29 May 2018
Woodsmen and their families who have lived for decades in the remote community of Sonskyn in the Southern Cape face an uncertain future. The pine plantation is to be handed over to the Department of Agriculture and Forestry, but no-one in the community knows if their jobs will survive
“Nobody really knows what’s going to happen,” Ntuthu Ponoyi says.
“Of course, the community is worried. Where will they go?”
Ponoyi works for Mountain To Ocean (MTO), the commercial forestry company which has managed the vast pine plantations of the Southern Cape for decades. Now the plantations are to be handed over to the Department of Agriculture, Forestry and Fisheries (DAFF) as part of an “exit strategy” agreed on in 2000, when the government announced the phasing out of certain commercial plantations belonging to the South African Forestry Company Limited (SAFCOL). The reason given for the decision at the time was that the plantations were not viable and forestry was not the right use of the land.

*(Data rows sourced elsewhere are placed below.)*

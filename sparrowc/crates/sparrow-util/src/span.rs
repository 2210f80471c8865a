//! Span module - Source location tracking.
//!
//! A [`Span`] is a half-open range of Unicode scalar indices into one source
//! buffer. Scalar indices are the only position data the toolchain keeps;
//! there is no line/column bookkeeping.
//!
//! # Examples
//!
//! ```
//! use sparrow_util::span::Span;
//!
//! let span = Span::new(4, 9);
//! assert_eq!(span.len(), 5);
//! assert!(span.contains(4));
//! assert!(!span.contains(9));
//! ```

use std::fmt;

/// Source location span
///
/// `start` is inclusive and `end` is exclusive, both counted in scalars
/// (Rust `char`s) from the start of the buffer.
#[derive(Clone, Copy, Debug, Default, PartialEq, Eq, Hash, PartialOrd, Ord)]
pub struct Span {
    /// Index of the first scalar covered by the span
    pub start: usize,
    /// Index one past the last scalar covered by the span
    pub end: usize,
}

impl Span {
    /// Dummy span for testing
    ///
    /// ```
    /// use sparrow_util::span::Span;
    ///
    /// assert_eq!(Span::DUMMY.start, 0);
    /// assert_eq!(Span::DUMMY.end, 0);
    /// ```
    pub const DUMMY: Span = Span { start: 0, end: 0 };

    /// Create a new span.
    ///
    /// # Panics
    ///
    /// Debug builds assert that `start <= end`.
    #[inline]
    pub const fn new(start: usize, end: usize) -> Self {
        debug_assert!(start <= end);
        Self { start, end }
    }

    /// Create an empty span at a single position.
    #[inline]
    pub const fn point(at: usize) -> Self {
        Self { start: at, end: at }
    }

    /// Number of scalars covered.
    #[inline]
    pub const fn len(&self) -> usize {
        self.end - self.start
    }

    /// Returns true if the span covers no scalars.
    #[inline]
    pub const fn is_empty(&self) -> bool {
        self.start == self.end
    }

    /// Returns true if `index` lies inside the span.
    #[inline]
    pub const fn contains(&self, index: usize) -> bool {
        self.start <= index && index < self.end
    }

    /// Smallest span covering both `self` and `other`.
    ///
    /// ```
    /// use sparrow_util::span::Span;
    ///
    /// assert_eq!(Span::new(2, 4).to(Span::new(7, 8)), Span::new(2, 8));
    /// ```
    pub fn to(self, other: Span) -> Span {
        Span {
            start: self.start.min(other.start),
            end: self.end.max(other.end),
        }
    }
}

impl fmt::Display for Span {
    fn fmt(&self, f: &mut fmt::Formatter<'_>) -> fmt::Result {
        write!(f, "{}..{}", self.start, self.end)
    }
}
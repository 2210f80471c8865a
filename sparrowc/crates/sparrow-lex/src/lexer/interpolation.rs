//! Skipping over `\( ... )` segments in string literals.
//!
//! The expression inside an interpolation is not tokenized here. This scan
//! only balances parentheses and nested string literals so the enclosing
//! string can find its end; a parser re-lexes the captured span with a fresh
//! [`Lexer`](crate::Lexer).

use crate::scanner::{Position, Scanner};

/// Scans from just after `\(` to the `)` that closes the interpolation.
///
/// Returns the position of that `)` without consuming it. On failure returns
/// the position of the offending line break, or the end of input.
///
/// `multiline` is true when the enclosing literal is a `"""` string, in which
/// case line breaks are allowed outside nested single-line strings.
pub(super) fn skip_to_end_of_interpolation(
    mut scanner: Scanner<'_>,
    multiline: bool,
) -> Result<Position, Position> {
    // `(` or the quote that opened a nested string.
    let mut open_delimiters: Vec<char> = Vec::new();
    // One entry per nested string, plus one for the enclosing literal.
    let mut allow_newline: Vec<bool> = vec![multiline];

    let in_string_literal =
        |open: &[char]| matches!(open.last(), Some('"') | Some('\''));

    loop {
        let here = scanner.current();
        if scanner.is_at_end() {
            return Err(here);
        }

        let newline_allowed = allow_newline.last().copied().unwrap_or(false);

        match scanner.advance() {
            '\n' | '\r' => {
                if !newline_allowed {
                    return Err(here);
                }
            },

            quote @ ('"' | '\'') => {
                if !newline_allowed && in_string_literal(&open_delimiters) {
                    // Either the end of a single-line string, or a stray
                    // quote inside one, as in "foo's".
                    if open_delimiters.last() == Some(&quote) {
                        open_delimiters.pop();
                        allow_newline.pop();
                    }
                    continue;
                }

                let is_multiline_quote = quote == '"' && scanner.match_str("\"\"");

                if !in_string_literal(&open_delimiters) {
                    open_delimiters.push(quote);
                    allow_newline.push(is_multiline_quote);
                } else if is_multiline_quote {
                    open_delimiters.pop();
                    allow_newline.pop();
                }
            },

            '\\' if in_string_literal(&open_delimiters) => match scanner.peek() {
                '(' => {
                    scanner.advance();
                    open_delimiters.push('(');
                },
                // A backslash never hides a line break.
                '\n' | '\r' => return Err(scanner.current()),
                _ => {
                    scanner.advance();
                },
            },

            '(' if !in_string_literal(&open_delimiters) => open_delimiters.push('('),

            ')' => match open_delimiters.last() {
                None => return Ok(here),
                Some('(') => {
                    open_delimiters.pop();
                },
                Some(_) => {},
            },

            _ => {},
        }
    }
}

The area initially involved was just over 8,000 hectares in Buffelsnek, where Sonskyn is located. There have since been counter-proposals by the company and an independent evaluation. But with no clear deal in sight, a socio-economic disaster looms over Sonskyn.

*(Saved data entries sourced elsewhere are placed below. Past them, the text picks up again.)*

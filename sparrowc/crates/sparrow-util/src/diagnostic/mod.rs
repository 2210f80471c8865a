//! Diagnostic module - Error and warning reporting infrastructure.
//!
//! Phases never render messages themselves. They describe what went wrong
//! as a [`Diagnostic`] and hand it to a [`Handler`]; a driver decides how to
//! show the collected diagnostics.
//!
//! # Examples
//!
//! ```
//! use sparrow_util::diagnostic::{DiagnosticBuilder, DiagnosticCode, Handler};
//! use sparrow_util::Span;
//!
//! let handler = Handler::new();
//! DiagnosticBuilder::error("invalid digit in integer literal")
//!     .code(DiagnosticCode::new("L", 2))
//!     .span(Span::new(0, 3))
//!     .emit(&handler);
//!
//! assert_eq!(handler.error_count(), 1);
//! ```

mod builder;
mod codes;

pub use builder::DiagnosticBuilder;
pub use codes::DiagnosticCode;

use crate::Span;
use std::cell::RefCell;
use std::fmt;

/// Diagnostic severity level
///
/// # Examples
///
/// ```
/// use sparrow_util::diagnostic::Level;
///
/// assert_eq!(format!("{}", Level::Error), "error");
/// assert_eq!(format!("{}", Level::Warning), "warning");
/// ```
#[derive(Clone, Copy, Debug, PartialEq, Eq, Hash, PartialOrd, Ord)]
pub enum Level {
    /// An error: the input is malformed
    Error,
    /// A warning: the input is accepted but suspicious
    Warning,
}

impl fmt::Display for Level {
    fn fmt(&self, f: &mut fmt::Formatter<'_>) -> fmt::Result {
        match self {
            Level::Error => write!(f, "error"),
            Level::Warning => write!(f, "warning"),
        }
    }
}

/// A diagnostic message with severity and location
#[derive(Clone, Debug, PartialEq, Eq)]
pub struct Diagnostic {
    /// Diagnostic severity level
    pub level: Level,
    /// Main diagnostic message
    pub message: String,
    /// Source location
    pub span: Span,
    /// Optional diagnostic code
    pub code: Option<DiagnosticCode>,
    /// Help suggestions for fixing the issue
    pub helps: Vec<String>,
}

impl Diagnostic {
    /// Create a new diagnostic
    pub fn new(level: Level, message: impl Into<String>, span: Span) -> Self {
        Self {
            level,
            message: message.into(),
            span,
            code: None,
            helps: Vec::new(),
        }
    }

    /// Create an error diagnostic
    pub fn error(message: impl Into<String>, span: Span) -> Self {
        Self::new(Level::Error, message, span)
    }

    /// Create a warning diagnostic
    pub fn warning(message: impl Into<String>, span: Span) -> Self {
        Self::new(Level::Warning, message, span)
    }

    /// Set the diagnostic code
    pub fn with_code(mut self, code: DiagnosticCode) -> Self {
        self.code = Some(code);
        self
    }

    /// Add a help suggestion
    pub fn with_help(mut self, help: impl Into<String>) -> Self {
        self.helps.push(help.into());
        self
    }
}

impl fmt::Display for Diagnostic {
    /// Renders `level[CODE] at start..end: message`.
    fn fmt(&self, f: &mut fmt::Formatter<'_>) -> fmt::Result {
        match self.code {
            Some(code) => write!(f, "{}[{}]", self.level, code)?,
            None => write!(f, "{}", self.level)?,
        }
        write!(f, " at {}: {}", self.span, self.message)?;
        for help in &self.helps {
            write!(f, "\n  help: {}", help)?;
        }
        Ok(())
    }
}

/// Handler for collecting and reporting diagnostics
///
/// The `Handler` collects diagnostics behind a shared reference so that a
/// phase can report while it is itself borrowed.
///
/// # Examples
///
/// ```
/// use sparrow_util::diagnostic::{Diagnostic, Handler};
/// use sparrow_util::Span;
///
/// let handler = Handler::new();
/// handler.emit_diagnostic(Diagnostic::error("unexpected character", Span::new(0, 1)));
///
/// assert!(handler.has_errors());
/// ```
#[derive(Debug, Default)]
pub struct Handler {
    /// Collected diagnostics
    diagnostics: RefCell<Vec<Diagnostic>>,
}

impl Handler {
    /// Create a new handler
    pub fn new() -> Self {
        Self {
            diagnostics: RefCell::new(Vec::new()),
        }
    }

    /// Emit a pre-built diagnostic
    pub fn emit_diagnostic(&self, diagnostic: Diagnostic) {
        self.diagnostics.borrow_mut().push(diagnostic);
    }

    /// Check if any errors have been reported
    pub fn has_errors(&self) -> bool {
        self.diagnostics
            .borrow()
            .iter()
            .any(|d| d.level == Level::Error)
    }

    /// Get the number of errors
    pub fn error_count(&self) -> usize {
        self.count_level(Level::Error)
    }

    /// Get the number of warnings
    pub fn warning_count(&self) -> usize {
        self.count_level(Level::Warning)
    }

    fn count_level(&self, level: Level) -> usize {
        self.diagnostics
            .borrow()
            .iter()
            .filter(|d| d.level == level)
            .count()
    }

    /// Returns true if a diagnostic with `code` has been reported.
    pub fn has_code(&self, code: DiagnosticCode) -> bool {
        self.diagnostics
            .borrow()
            .iter()
            .any(|d| d.code == Some(code))
    }

    /// Get all diagnostics
    pub fn diagnostics(&self) -> Vec<Diagnostic> {
        self.diagnostics.borrow().clone()
    }

    /// Take all diagnostics, leaving the handler empty
    pub fn take_diagnostics(&self) -> Vec<Diagnostic> {
        std::mem::take(&mut *self.diagnostics.borrow_mut())
    }
}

“By 2020 we’re out of here. It’s part of a deal with the government – it’s been a long time coming, and our hands are tied,” Tommy Eckley says. He’s been the main manager in the Buffelsnek region for many years.
“They say that there will be no more work here in 2020, I’ve heard them (MTO) talking about it,” says chainsaw operator Hannes, who’s been working for the company for five years. He did not want to give his surname.
“We’ll have to wait and see. Nobody from government has come here; they don’t care about our future.”
Sonskyn has no commercial or medical facilities, limited eco-tourism opportunities, and only a dilapidated school that serves as an informal daycare centre. The nearest commercial hub is Knysna, 30km away on a winding dirt road, potholed by the passage of timber trucks and a lack of maintenance. Residents often hitchhike on the long road, or hang onto logging trucks, to shop in Knysna for supplies.
Two residents sit outside one of the wooden cottages and describe their pursuit for sustainable employment. “Gabon” used to work as a “choker-setter”, chaining the logs for the company. “It was hard work, and when I saw people losing their jobs, I thought, ‘Am I next?’ So I left, and got a part-time job on a farm nearby as a mill-operator – at least I know I will have work in the future.”
Gabon and his friend Christopher “Cribo” have found forestry work for private landowners in the area, providing them with a stable income and a level of certainty no longer available to the Buffelsnek families.
But rather than offer work to the people of Buffelsnek many local landowners choose to make use of cheap immigrant labour (mainly Malawians) which has inflated xenophobic tensions in the area.
Most of the forestry workers remain unskilled and will battle to find work outside the industry - or even within it. The DAFF has yet to implement any kind of skills development program within the community of Sonskyn.
“I’ve lived here all my life. My husband worked in the forests and died a long time ago,” Aunt Lucie (who did not give her surname), one of the oldest residents of Sonskyn, tells GroundUp. “Now where must I go? I’m too old to move away. I haven’t got family that I can go to. I really don’t know.”
“DAFF need to actively engage with the community, and come up with solutions,” Ponoyi says.
There are 30 households in Sonskyn, with an average of six people per household, and only two household members permanently employed by the forestry company. Households survive by combining forestry wages of about R3,000 a month with social grants for pensioners, children and the disabled. If they have no jobs in forestry, the residents will leave, reducing Sonskyn to a ghost town, a remnant of the past.
With no official comment by the DAFF, rumours abound in Buffelsnek, with some residents fearing that the government will bring in Chinese plantation managers who will in turn bring in Chinese labour, leaving locals destitute.
Attempts to reach DAFF chief director of Communications Steve Galane via phone and email were unsuccessful. Mountain To Ocean suggested GroundUp contact Thandeka Gwala of DAFF with regards to the Exit Strategy in the Western Cape but calls were not answered. The Western Cape Department of Agriculture’s Giselle Terblanche said she could not comment.